As we know, this is one of the few studies with large sample size addressing the impact of glucose level prior to pregnancy on neonatal outcomes among the general women at childbearing age. The strength of our study is the large cohort based on an unselected population covering almost the whole Chongqing Municipality of China, which supports good generalizability of our finding. Our study also has some limitations. Since it is a retrospective cohort study design, our database lacks some important information during the pregnancy period which cannot be collected again. We do not know if the diabetic hyperglycemia women also had a high glucose level during their pregnancies, or whether they had any treatment or intervention to fight with the insulin resistance after their preconception health examinations. Therefore, the findings of our study should be interpreted with caution, since the lack of information might have an impact on the final associations of pregestational glucose level with birth outcomes. Although the lack of information brought uncertainty and possible bias, we inclined to think that the significant risk of macrosomia in pregestational diabetic hyperglycemia women might be underestimated, due to their higher probabilities of developing GDM [10, 38], and the possible subsequent intervention. The aRR of macrosomia might be higher if there was not any intervention before and during pregnancy.
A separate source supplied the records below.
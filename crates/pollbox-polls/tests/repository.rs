use pollbox_db::{create_pool, ensure_schema, ConnectionScope, DbError, DbPool, DbRuntimeSettings};
use pollbox_polls::{PollRepository, SqlPollRepository};
use rusqlite::params;
use std::sync::Arc;
use std::thread;

struct Fixture {
    pool: DbPool,
    _dir: tempfile::TempDir,
    bands: i64,
    colors: i64,
    empty: i64,
    beatles: i64,
    queen: i64,
    red: i64,
}

fn setup() -> Fixture {
    let dir = tempfile::tempdir().unwrap();
    let path = dir.path().join("polls.db");
    let pool = create_pool(
        path.to_str().unwrap(),
        DbRuntimeSettings {
            busy_timeout_ms: 10_000,
            pool_max_size: 8,
            connection_timeout_ms: 30_000,
        },
    )
    .unwrap();

    let conn = pool.get().unwrap();
    ensure_schema(&conn).unwrap();

    let insert_poll = |title: &str| -> i64 {
        conn.query_row(
            "INSERT INTO Polls (title, message) VALUES (?1, 'pick one') RETURNING id",
            params![title],
            |row| row.get(0),
        )
        .unwrap()
    };
    let bands = insert_poll("Bands");
    let colors = insert_poll("Colors");
    let empty = insert_poll("Nobody answered");

    let insert_option = |poll_id: i64, title: &str, votes: i64| -> i64 {
        conn.query_row(
            "INSERT INTO PollOptions (optionTitle, optionLink, pollID, votesCount)
             VALUES (?1, 'https://example.com', ?2, ?3) RETURNING id",
            params![title, poll_id, votes],
            |row| row.get(0),
        )
        .unwrap()
    };
    let beatles = insert_option(bands, "The Beatles", 10);
    let queen = insert_option(bands, "Queen", 4);
    let red = insert_option(colors, "Red", 0);
    drop(conn);

    Fixture {
        pool,
        _dir: dir,
        bands,
        colors,
        empty,
        beatles,
        queen,
        red,
    }
}

fn votes_by_option(pool: &DbPool) -> Vec<(i64, i64)> {
    let conn = pool.get().unwrap();
    let mut stmt = conn
        .prepare("SELECT id, votesCount FROM PollOptions ORDER BY id")
        .unwrap();
    stmt.query_map([], |row| Ok((row.get(0)?, row.get(1)?)))
        .unwrap()
        .collect::<Result<_, _>>()
        .unwrap()
}

#[test]
fn list_polls_returns_all_rows() {
    let fx = setup();
    let scope = ConnectionScope::begin(&fx.pool).unwrap();
    let repo = SqlPollRepository::new(&scope);

    let titles: Vec<String> = repo
        .list_polls()
        .unwrap()
        .into_iter()
        .map(|p| p.title)
        .collect();
    assert_eq!(titles, vec!["Bands", "Colors", "Nobody answered"]);
}

#[test]
fn get_poll_missing_is_none() {
    let fx = setup();
    let scope = ConnectionScope::begin(&fx.pool).unwrap();
    let repo = SqlPollRepository::new(&scope);

    let poll = repo.get_poll(fx.colors).unwrap().expect("poll should exist");
    assert_eq!(poll.title, "Colors");
    assert!(repo.get_poll(9_999).unwrap().is_none());
}

#[test]
fn list_options_filters_by_poll() {
    let fx = setup();
    let scope = ConnectionScope::begin(&fx.pool).unwrap();
    let repo = SqlPollRepository::new(&scope);

    let options = repo.list_options(fx.bands).unwrap();
    let ids: Vec<i64> = options.iter().map(|o| o.id).collect();
    assert_eq!(ids, vec![fx.beatles, fx.queen]);
    assert!(options.iter().all(|o| o.poll_id == fx.bands));

    assert!(repo.list_options(fx.empty).unwrap().is_empty());
    assert!(repo.list_options(9_999).unwrap().is_empty());
}

#[test]
fn vote_increments_exactly_once() {
    let fx = setup();
    let scope = ConnectionScope::begin(&fx.pool).unwrap();
    let repo = SqlPollRepository::new(&scope);

    assert!(repo.increment_vote(fx.queen, fx.bands).unwrap());

    let options = repo.list_options(fx.bands).unwrap();
    let queen = options.iter().find(|o| o.id == fx.queen).unwrap();
    assert_eq!(queen.votes_count, 5);
    let beatles = options.iter().find(|o| o.id == fx.beatles).unwrap();
    assert_eq!(beatles.votes_count, 10);
}

#[test]
fn vote_for_unknown_or_mismatched_option_changes_nothing() {
    let fx = setup();
    let before = votes_by_option(&fx.pool);

    let scope = ConnectionScope::begin(&fx.pool).unwrap();
    let repo = SqlPollRepository::new(&scope);

    // Option does not exist.
    assert!(!repo.increment_vote(9_999, fx.bands).unwrap());
    // Option exists but belongs to another poll.
    assert!(!repo.increment_vote(fx.red, fx.bands).unwrap());
    assert!(!repo.increment_vote(fx.beatles, fx.colors).unwrap());
    // Poll does not exist.
    assert!(!repo.increment_vote(fx.beatles, 9_999).unwrap());
    drop(scope);

    assert_eq!(votes_by_option(&fx.pool), before);
}

#[test]
fn concurrent_votes_are_not_lost() {
    let fx = Arc::new(setup());

    let handles: Vec<_> = (0..100)
        .map(|_| {
            let fx = Arc::clone(&fx);
            thread::spawn(move || {
                let scope = ConnectionScope::begin(&fx.pool).unwrap();
                SqlPollRepository::new(&scope)
                    .increment_vote(fx.red, fx.colors)
                    .unwrap()
            })
        })
        .collect();

    for handle in handles {
        assert!(handle.join().unwrap(), "every vote should be accepted");
    }

    let scope = ConnectionScope::begin(&fx.pool).unwrap();
    let red = SqlPollRepository::new(&scope)
        .list_options(fx.colors)
        .unwrap()
        .into_iter()
        .find(|o| o.id == fx.red)
        .unwrap();
    assert_eq!(red.votes_count, 100);
}

#[test]
fn reads_are_fresh_snapshots() {
    let fx = setup();
    let scope = ConnectionScope::begin(&fx.pool).unwrap();
    let repo = SqlPollRepository::new(&scope);

    let before = repo.list_options(fx.bands).unwrap();
    {
        let other = ConnectionScope::begin(&fx.pool).unwrap();
        assert!(SqlPollRepository::new(&other)
            .increment_vote(fx.beatles, fx.bands)
            .unwrap());
    }
    let after = repo.list_options(fx.bands).unwrap();

    let count = |options: &[pollbox_types::PollOption]| {
        options
            .iter()
            .find(|o| o.id == fx.beatles)
            .unwrap()
            .votes_count
    };
    assert_eq!(count(&before), 10);
    assert_eq!(count(&after), 11);
}

#[test]
fn ended_scope_rejects_queries() {
    let fx = setup();
    let mut scope = ConnectionScope::begin(&fx.pool).unwrap();
    scope.end();

    let repo = SqlPollRepository::new(&scope);
    assert!(matches!(repo.list_polls(), Err(DbError::NoActiveConnection)));
    assert!(matches!(
        repo.increment_vote(fx.beatles, fx.bands),
        Err(DbError::NoActiveConnection)
    ));
}

#[test]
fn missing_tables_surface_as_storage_error() {
    let dir = tempfile::tempdir().unwrap();
    let path = dir.path().join("bare.db");
    let pool = create_pool(path.to_str().unwrap(), DbRuntimeSettings::default()).unwrap();
    let scope = ConnectionScope::begin(&pool).unwrap();

    let err = SqlPollRepository::new(&scope).list_polls().unwrap_err();
    assert!(matches!(err, DbError::Storage(_)));
}
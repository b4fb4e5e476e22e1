use pollbox_db::{ConnectionScope, DbError};
use pollbox_types::{Poll, PollOption};
use rusqlite::{params, Connection, OptionalExtension, Row};

/// Read and vote operations over polls and their options.
///
/// All methods fail with `DbError::Storage` when the underlying query fails
/// and with `DbError::NoActiveConnection` when used outside a live scope.
pub trait PollRepository {
    /// All polls, ordered by ID.
    fn list_polls(&self) -> Result<Vec<Poll>, DbError>;

    /// The poll with `poll_id`, or `None` if there is no such poll.
    fn get_poll(&self, poll_id: i64) -> Result<Option<Poll>, DbError>;

    /// The options of `poll_id`, ordered by ID. Empty when there are none.
    fn list_options(&self, poll_id: i64) -> Result<Vec<PollOption>, DbError>;

    /// Adds one vote to `option_id` if it belongs to `poll_id`.
    ///
    /// Returns `false` when no option matches both IDs.
    fn increment_vote(&self, option_id: i64, poll_id: i64) -> Result<bool, DbError>;
}

/// [`PollRepository`] backed by the connection of a [`ConnectionScope`].
#[derive(Debug, Clone, Copy)]
pub struct SqlPollRepository<'s> {
    scope: &'s ConnectionScope,
}

impl<'s> SqlPollRepository<'s> {
    /// Creates a repository reading through `scope`.
    pub fn new(scope: &'s ConnectionScope) -> Self {
        Self { scope }
    }
}

impl PollRepository for SqlPollRepository<'_> {
    fn list_polls(&self) -> Result<Vec<Poll>, DbError> {
        list_polls(self.scope.current()?)
    }

    fn get_poll(&self, poll_id: i64) -> Result<Option<Poll>, DbError> {
        get_poll(self.scope.current()?, poll_id)
    }

    fn list_options(&self, poll_id: i64) -> Result<Vec<PollOption>, DbError> {
        list_options(self.scope.current()?, poll_id)
    }

    fn increment_vote(&self, option_id: i64, poll_id: i64) -> Result<bool, DbError> {
        increment_vote(self.scope.current()?, option_id, poll_id)
    }
}

fn poll_from_row(row: &Row) -> rusqlite::Result<Poll> {
    Ok(Poll {
        id: row.get(0)?,
        title: row.get(1)?,
        message: row.get(2)?,
    })
}

fn option_from_row(row: &Row) -> rusqlite::Result<PollOption> {
    Ok(PollOption {
        id: row.get(0)?,
        option_title: row.get(1)?,
        option_link: row.get(2)?,
        poll_id: row.get(3)?,
        votes_count: row.get(4)?,
    })
}

/// Lists every poll.
pub fn list_polls(conn: &Connection) -> Result<Vec<Poll>, DbError> {
    let mut stmt = conn.prepare("SELECT id, title, message FROM Polls ORDER BY id")?;
    let polls = stmt
        .query_map([], poll_from_row)?
        .collect::<Result<Vec<_>, _>>()?;
    Ok(polls)
}

/// Fetches one poll by primary key.
pub fn get_poll(conn: &Connection, poll_id: i64) -> Result<Option<Poll>, DbError> {
    let poll = conn
        .query_row(
            "SELECT id, title, message FROM Polls WHERE id = ?1",
            params![poll_id],
            poll_from_row,
        )
        .optional()?;
    Ok(poll)
}

/// Lists the options that belong to `poll_id`.
pub fn list_options(conn: &Connection, poll_id: i64) -> Result<Vec<PollOption>, DbError> {
    let mut stmt = conn.prepare(
        "SELECT id, optionTitle, optionLink, pollID, votesCount
         FROM PollOptions WHERE pollID = ?1 ORDER BY id",
    )?;
    let options = stmt
        .query_map(params![poll_id], option_from_row)?
        .collect::<Result<Vec<_>, _>>()?;
    Ok(options)
}

/// Adds one vote to the option matching both `option_id` and `poll_id`.
///
/// The increment happens inside a single `UPDATE`, so concurrent voters on
/// the same option cannot lose each other's votes. Requiring the poll ID as
/// well rejects a vote that names an existing option under the wrong poll.
pub fn increment_vote(conn: &Connection, option_id: i64, poll_id: i64) -> Result<bool, DbError> {
    let updated = conn.execute(
        "UPDATE PollOptions SET votesCount = votesCount + 1 WHERE id = ?1 AND pollID = ?2",
        params![option_id, poll_id],
    )?;

    if updated != 1 {
        tracing::debug!(option_id, poll_id, "vote matched no option");
    }
    Ok(updated == 1)
}
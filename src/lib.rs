//! Breadcrumb Trail - Append-Only Path Storage and Incremental Rendering
//!
//! This library tracks a device's movement as a growing "breadcrumb trail" of
//! Web Mercator points and turns it into cheap move/line drawing instructions
//! for a map overlay. It is the model half of a location-tracking display: the
//! map surface, the location source and the settings screen are external
//! collaborators that feed it samples and viewports.
//!
//! # Architecture
//!
//! - **[`BreadcrumbPath`]**: append-only, lock-guarded point buffer with a
//!   hysteresis-grown bounding rectangle
//! - **[`PathRenderer`]**: stateless simplify-and-clip conversion of a point
//!   snapshot into [`PathOp`] drawing instructions
//! - **[`Config`]**: the filtering and rendering constants a settings store
//!   supplies
//! - **[`utils`]**: Web Mercator projection and axis-aligned rect helpers
//!
//! # Performance Characteristics
//!
//! - **Ingest**: O(1) per sample, and the dominant too-close-to-care rejection
//!   path does no allocation at all
//! - **Draw**: single O(n) forward pass over the snapshot, emitting far fewer
//!   instructions than points at low zoom
//! - **Memory**: O(n) in accepted points; rejected samples cost nothing

mod path;
mod renderer;
pub mod utils;

// Public API exports
pub use path::{BreadcrumbPath, Config, CoordinateUpdate};
pub use renderer::{Drawable, PathOp, PathRenderer};

/// Error types for the trail module
#[derive(Debug, thiserror::Error)]
pub enum TrailError {
    #[error("Invalid configuration: {0}")]
    InvalidConfig(String),
}

pub type Result<T> = std::result::Result<T, TrailError>;
//! Breadcrumb path storage
//!
//! This module provides the `BreadcrumbPath` struct, an append-only buffer of
//! Web Mercator points fed by a stream of location samples, together with the
//! bounding rectangle the map surface attaches the overlay with. The bounding
//! rectangle grows with hysteresis so that a trail heading steadily in one
//! direction forces as few overlay re-attachments as possible.

use crate::{Result, TrailError, utils};
use geo::{Coord, Point, Rect};
use std::sync::{Arc, RwLock};

/// Configuration for path filtering and rendering
///
/// These are the knobs the surrounding application's settings screen exposes.
/// The path itself only consumes `min_move_meters`; the rendering fields are
/// carried here so one value can configure both halves of the pipeline.
#[derive(Debug, Clone)]
#[cfg_attr(feature = "serde", derive(serde::Serialize, serde::Deserialize))]
pub struct Config {
    /// Minimum ground distance in meters a sample must move from the last
    /// accepted point before it is appended. Default: 10.0
    pub min_move_meters: f64,
    /// Minimum on-screen distance in pixels below which neighbouring points
    /// are collapsed during rendering. Default: 5.0
    pub min_point_delta_px: f64,
    /// Stroke width of the trail in pixels at zoom scale 1.0. The projected
    /// line width at any zoom is `road_width_px / zoom_scale`. Default: 8.0
    pub road_width_px: f64,
    /// Stroke color as RGBA in the 0..=1 range. Default: translucent blue
    pub stroke_color: [f32; 4],
}

impl Default for Config {
    fn default() -> Self {
        Self {
            min_move_meters: 10.0,
            min_point_delta_px: 5.0,
            road_width_px: 8.0,
            stroke_color: [0.0, 0.0, 1.0, 0.5],
        }
    }
}

impl Config {
    /// Check that all thresholds are finite and positive
    pub fn validate(&self) -> Result<()> {
        for (name, value) in [
            ("min_move_meters", self.min_move_meters),
            ("min_point_delta_px", self.min_point_delta_px),
            ("road_width_px", self.road_width_px),
        ] {
            if !value.is_finite() || value <= 0.0 {
                return Err(TrailError::InvalidConfig(format!(
                    "{name} must be finite and positive, got {value}"
                )));
            }
        }
        Ok(())
    }

    /// Projected line width of the trail at the given zoom scale
    #[inline]
    pub fn line_width(&self, zoom_scale: f64) -> f64 {
        self.road_width_px / zoom_scale
    }
}

/// Result of feeding one location sample to [`BreadcrumbPath::add_coordinate`]
#[derive(Debug, Clone, Copy, PartialEq)]
#[cfg_attr(feature = "serde", derive(serde::Serialize, serde::Deserialize))]
pub struct CoordinateUpdate {
    /// The rectangle covering the newly appended point and its predecessor,
    /// or `None` if the sample was dropped by the minimum-distance filter.
    pub update_rect: Option<Rect<f64>>,
    /// Whether the bounding rectangle had to grow. When true, the map surface
    /// must detach and re-attach the overlay, since it treats an attached
    /// overlay's bounds as immutable.
    pub bounding_changed: bool,
}

impl CoordinateUpdate {
    /// Whether the sample was accepted into the path
    #[inline]
    pub fn accepted(&self) -> bool {
        self.update_rect.is_some()
    }

    /// Region to invalidate for a partial redraw at the given zoom scale
    ///
    /// The update rect is grown by the trail's line width so the stroked edges
    /// of the new segment are repainted too. Returns `None` when the sample
    /// was dropped or the zoom scale is degenerate.
    pub fn redraw_region(&self, zoom_scale: f64, config: &Config) -> Option<Rect<f64>> {
        if !zoom_scale.is_finite() || zoom_scale <= 0.0 {
            return None;
        }
        self.update_rect
            .map(|rect| utils::outset(&rect, config.line_width(zoom_scale)))
    }

    #[inline]
    fn dropped() -> Self {
        Self {
            update_rect: None,
            bounding_changed: false,
        }
    }
}

/// Point buffer and bounding rect, mutated together under one lock
#[derive(Debug)]
struct PathState {
    points: Vec<Point<f64>>,
    bounding_rect: Rect<f64>,
}

/// An append-only trail of location samples in Web Mercator space
///
/// The path is seeded with one point at construction and only ever grows.
/// Samples closer than [`Config::min_move_meters`] to the last accepted point
/// are dropped, so consecutive stored points are always farther apart than the
/// threshold and near-duplicate GPS fixes never bloat the buffer.
///
/// # Locking
///
/// All access, reads included, goes through the write half of an `RwLock`:
/// reads and writes are mutually exclusive and never run concurrently,
/// trading read throughput for simple, obviously-consistent snapshots. With a
/// location fix every few seconds and a redraw per pan/zoom the lock is never
/// contended in practice. Splitting reads onto the shared half would be an
/// optional enhancement, not something callers may rely on.
#[derive(Debug)]
pub struct BreadcrumbPath {
    state: RwLock<PathState>,
    config: Config,
}

#[cfg_attr(feature = "profiling", profiling::all_functions)]
impl BreadcrumbPath {
    /// Create a path seeded with the given WGS84 coordinate
    ///
    /// The initial bounding rect is a square of roughly one square kilometer
    /// anchored at the seed point, clipped to the world extent.
    pub fn new(lat: f64, lon: f64) -> Arc<Self> {
        // Default config is statically valid, so this cannot fail
        match Self::with_config(lat, lon, Config::default()) {
            Ok(path) => path,
            Err(_) => unreachable!("default config is valid"),
        }
    }

    /// Create a path with a custom configuration
    ///
    /// Fails only if the configuration is malformed.
    pub fn with_config(lat: f64, lon: f64, config: Config) -> Result<Arc<Self>> {
        config.validate()?;

        if lat.abs() > utils::MAX_LATITUDE {
            tracing::warn!("Seed latitude {} outside Web Mercator bounds, clamping", lat);
        }
        let origin = utils::wgs84_to_mercator(lat, lon);

        // One kilometer of projected units at the seed's latitude. The
        // meters-per-unit factor varies with latitude, but a one-time
        // conversion at the seed is accurate enough for a starting bound.
        let one_kilometer = 1000.0 * utils::units_per_meter(lat);
        let bounding_rect = utils::clip_to_world(Rect::new(
            Coord {
                x: origin.x(),
                y: origin.y(),
            },
            Coord {
                x: origin.x() + one_kilometer,
                y: origin.y() + one_kilometer,
            },
        ));

        let mut points = Vec::with_capacity(1000);
        points.push(origin);

        Ok(Arc::new(Self {
            state: RwLock::new(PathState {
                points,
                bounding_rect,
            }),
            config,
        }))
    }

    /// Add a location sample to the path
    ///
    /// Projects the coordinate, drops it if it has not moved more than the
    /// configured minimum distance from the last accepted point, and otherwise
    /// appends it, growing the bounding rect if the new segment falls outside.
    /// The whole operation holds the exclusive lock, so it never interleaves
    /// with another add or with a snapshot read.
    pub fn add_coordinate(&self, lat: f64, lon: f64) -> CoordinateUpdate {
        if lat.abs() > utils::MAX_LATITUDE {
            tracing::warn!(
                "Sample latitude {} outside Web Mercator bounds, clamping",
                lat
            );
        }
        let new_point = utils::wgs84_to_mercator(lat, lon);

        let mut state = self.state.write().unwrap();

        let prev_point = *state
            .points
            .last()
            .expect("path is seeded with at least one point");

        // Dominant no-op path: the device has not moved far enough.
        let meters_apart = utils::mercator_meters_between(new_point, prev_point);
        if meters_apart <= self.config.min_move_meters {
            return CoordinateUpdate::dropped();
        }

        state.points.push(new_point);

        let update_rect = utils::point_pair_rect(new_point, prev_point);

        let mut bounding_changed = false;
        if !utils::rect_contains(&state.bounding_rect, &update_rect) {
            state.bounding_rect = grow_bounds(state.bounding_rect, update_rect);
            bounding_changed = true;
            tracing::debug!(
                "Bounding rect grew to {:?} after {} points",
                state.bounding_rect,
                state.points.len()
            );
        }

        CoordinateUpdate {
            update_rect: Some(update_rect),
            bounding_changed,
        }
    }

    /// Synchronously evaluate a visitor over the current point buffer
    ///
    /// The visitor runs under the same exclusive lock as `add_coordinate` and
    /// must not stash the slice away; clone what needs to outlive the call.
    pub fn read_points<R>(&self, visitor: impl FnOnce(&[Point<f64>]) -> R) -> R {
        // Write lock on purpose, see the type-level locking notes
        let state = self.state.write().unwrap();
        visitor(&state.points)
    }

    /// WGS84 coordinate of the path's first point, as (lat, lon)
    pub fn center(&self) -> (f64, f64) {
        self.read_points(|points| {
            let origin = points[0];
            utils::mercator_to_wgs84(origin.x(), origin.y())
        })
    }

    /// Current bounding rectangle in Web Mercator space
    pub fn bounding_rect(&self) -> Rect<f64> {
        self.state.write().unwrap().bounding_rect
    }

    /// Number of points currently stored
    pub fn total_points(&self) -> usize {
        self.read_points(|points| points.len())
    }

    /// Get a reference to the configuration
    #[inline]
    pub fn config(&self) -> &Config {
        &self.config
    }
}

/// Grow `bounds` to cover `other`, padding the overrun sides by a kilometer
///
/// A trail usually keeps moving the way it was already going, so each side the
/// update rect ran past gets an extra kilometer of slack to keep re-growth
/// rare without ballooning the bounds off-trail. The kilometer is converted at
/// the latitude of `other`'s origin; exactness does not matter here.
///
/// The overrun branches are intentionally asymmetric: a max-x overrun pads
/// the height as well as the width, and a pure max-y overrun gets no padding
/// beyond the union itself. Callers must not rely on the symmetric form.
fn grow_bounds(bounds: Rect<f64>, other: Rect<f64>) -> Rect<f64> {
    let grown = utils::rect_union(&bounds, &other);
    let mut min = grown.min();
    let mut max = grown.max();

    let (origin_lat, _) = utils::mercator_to_wgs84(other.min().x, other.min().y);
    let one_kilometer = 1000.0 * utils::units_per_meter(origin_lat);

    if other.min().y < bounds.min().y {
        min.y -= one_kilometer;
    }
    if other.max().x > bounds.max().x {
        max.y += one_kilometer;
    }
    if other.min().x < bounds.min().x {
        min.x -= one_kilometer;
    }
    if other.max().x > bounds.max().x {
        max.x += one_kilometer;
    }

    utils::clip_to_world(Rect::new(min, max))
}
In this retrospective cohort from preconception to delivery, we suggested that pregestational diabetic hyperglycemia is associated with a higher risk of macrosomia. Diabetic hyperglycemia in just one fasting blood glucose testing within one year before the pregnancy might be considered as an early sign of overweight neonates. As no uniform guidelines for pre-pregnancy care on blood glucose management in China and many other developing countries currently, such evidence could count towards justification of official guidelines for maternal blood glucose testings and related interventions during pre-pregnancy care to improve pregnancy outcomes. Further high-quality prospective studies, which included the information of the mothers during the pregnancy, are needed to investigate the effect of pregestational glucose level on the maternal outcome and the metabolic-related variables during the pregnancy.